= Larry Dane Brimner =

American writer (born 1949)

Larry Dane Brimner (born November 5, 1949) is an American teacher, presenter, and writer of more than 150 children's books. They have ranged from fantasy-style stories for young children to non-fiction books for older children. Many of his books have civil rights themes; his book We Are One: The Story of Bayard Rustin won the 2008 Jane Addams Children's Book Award in the "older children" category. This was followed by Birmingham Sunday, which received the Orbis Pictus Honor Book Award in 2011 from the National Council for Teachers of English and the Eureka! Gold Award from the California Reading Association. His 2011 title, Black & White: The Confrontation between Reverend Fred L. Shuttlesworth and Eugene "Bull" Connor, was given the Carter G. Woodson Book Award (The National Council for the Social Studies) and named a Robert F. Sibert Honor Book (The Association for Library Service to Children/American Librarian Association). More recently, Brimner has started writing about the migrant children he once taught with the publication of STRIKE! The Farm Workers' Fight for Their Rights (Calkins Creek Books), which received a starred review in Kirkus Reviews.

==Background==
Brimner was born in St. Petersburg, Florida. His father was a military officer and Brimner spent much of his childhood on Kodiak Island in Alaska. There was no television and only sporadic radio, and so his parents read to him often. By the age of four, he was living in a rural suburb of San Diego, California, where his father had been reassigned. Brimner attended San Diego State University, graduating in 1971 with a B.A. in British Literature. He earned an M.A. degree from San Diego State University in 1981. From 1974 to 1984, he was a writing and composition teacher at El Centro Union High School in El Centro, California, a desert farming community east of San Diego. He then went on to lecture at San Diego State University from 1984 to 1992 in the College of Education while pursuing a doctorate degree, before turning his attention to writing full-time. He has been a full-time freelance writer since 1985. He often visits schools to encourage and motivate young people to write. He has been a visiting author or an author-in-residence at schools on three continents. He also speaks at education and writing conferences.

==Published work==
Brimner has won many awards for his writing, including the Teachers' Choice Award, Eureka! Silver Award, the Jane Addams Honor Book Award, the Norman A. Sugarman Award and Honor for Biography (Cleveland Public Library), Best Book for the Teen Age (New York Public Library), Best Children's Books of the Year List (Bank Street College), Junior Library Guild Selection, and others.

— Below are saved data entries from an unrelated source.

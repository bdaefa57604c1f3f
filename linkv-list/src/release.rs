//! Payload release policies.
//!
//! Whether a list owns its payloads is part of its type. Every path that
//! destroys a node (`remove`, `clear`, dropping the list) hands the payload
//! to the list's [`Release`] policy exactly once. Paths that transfer the
//! payload out (`pop_front`, `pop_back`, `take`) never touch the policy.
//!
//! ```text
//! Owned          - list owns T, release drops it
//! Borrowed       - list holds &'a V, caller keeps ownership
//! Destructor<F>  - list owns T, release runs F(T)
//! ```

/// Policy invoked when the list destroys a node's payload.
pub trait Release<T> {
    /// Consumes a payload whose node is being destroyed.
    fn release(&mut self, value: T);
}

/// The list owns its payloads and drops them on release.
///
/// This is the default policy for [`List`](crate::List).
#[derive(Debug, Clone, Copy, Default, PartialEq, Eq)]
pub struct Owned;

impl<T> Release<T> for Owned {
    #[inline]
    fn release(&mut self, value: T) {
        drop(value);
    }
}

/// The list borrows its payloads; the caller remains responsible for them.
///
/// Only available for reference payloads, so the list can never end up
/// responsible for destroying a value it does not own.
///
/// # Example
///
/// ```
/// use linkv_list::{Borrowed, List};
///
/// let names = vec![String::from("a"), String::from("b")];
///
/// let mut view: List<&String, Borrowed> = List::with_release(Borrowed);
/// for name in &names {
///     view.push_back(name);
/// }
/// view.clear();
///
/// // Still ours.
/// assert_eq!(names.len(), 2);
/// ```
#[derive(Debug, Clone, Copy, Default, PartialEq, Eq)]
pub struct Borrowed;

impl<'a, V: ?Sized> Release<&'a V> for Borrowed {
    #[inline]
    fn release(&mut self, _value: &'a V) {}
}

/// The list owns its payloads and runs a caller-supplied destructor on
/// release.
///
/// # Example
///
/// ```
/// use linkv_list::{Destructor, List};
///
/// let mut released = Vec::new();
/// {
///     let mut list = List::with_release(Destructor::new(|v: u32| released.push(v)));
///     list.push_back(1);
///     let two = list.push_back(2);
///     list.push_back(3);
///
///     assert!(list.remove(two));
///     assert_eq!(list.pop_front(), Some(1)); // transferred, not released
/// }
/// assert_eq!(released, vec![2, 3]);
/// ```
pub struct Destructor<F>(F);

impl<F> Destructor<F> {
    /// Wraps a destructor closure.
    pub const fn new(f: F) -> Self {
        Destructor(f)
    }

    /// Returns the wrapped closure.
    pub fn into_inner(self) -> F {
        self.0
    }
}

impl<T, F: FnMut(T)> Release<T> for Destructor<F> {
    #[inline]
    fn release(&mut self, value: T) {
        (self.0)(value)
    }
}

impl<F> core::fmt::Debug for Destructor<F> {
    fn fmt(&self, f: &mut core::fmt::Formatter<'_>) -> core::fmt::Result {
        f.write_str("Destructor(..)")
    }
}

#[cfg(test)]
mod tests {
    use super::*;
    use std::cell::Cell;
    use std::rc::Rc;

    struct DropCounter(Rc<Cell<usize>>);

    impl Drop for DropCounter {
        fn drop(&mut self) {
            self.0.set(self.0.get() + 1);
        }
    }

    #[test]
    fn owned_drops() {
        let drops = Rc::new(Cell::new(0));
        Owned.release(DropCounter(drops.clone()));
        assert_eq!(drops.get(), 1);
    }

    #[test]
    fn borrowed_leaves_value_alone() {
        let drops = Rc::new(Cell::new(0));
        let value = DropCounter(drops.clone());
        Borrowed.release(&value);
        assert_eq!(drops.get(), 0);
        drop(value);
        assert_eq!(drops.get(), 1);
    }

    #[test]
    fn destructor_receives_value() {
        let mut seen = Vec::new();
        let mut release = Destructor::new(|v: &'static str| seen.push(v));
        release.release("x");
        release.release("y");
        drop(release);
        assert_eq!(seen, vec!["x", "y"]);
    }
}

While in college, Brimner discovered that he was gay. He was unable to find objective information about gay issues, and under pressure from his parents, he went to a psychiatrist and underwent electroshock treatments. These experiences led to his 1995 book for gay and lesbian teenagers, Being Different, which he did as a favor to his editor, E. Russell Primm.

As of 2014, Cats!, an early-reader he did for Children's Press/Scholastic Library, has sold more than 300,000 copies and is still in print. Although Brimner enjoys the picture book format, it is his nonfiction, especially his social justice nonfiction, for which he is known.

In 2018, his book Twelve Days in May: Freedom Ride 1961 won the Sibert Medal.

Brimner lives in San Diego, California, but keeps a small writing studio in Tucson, Arizona.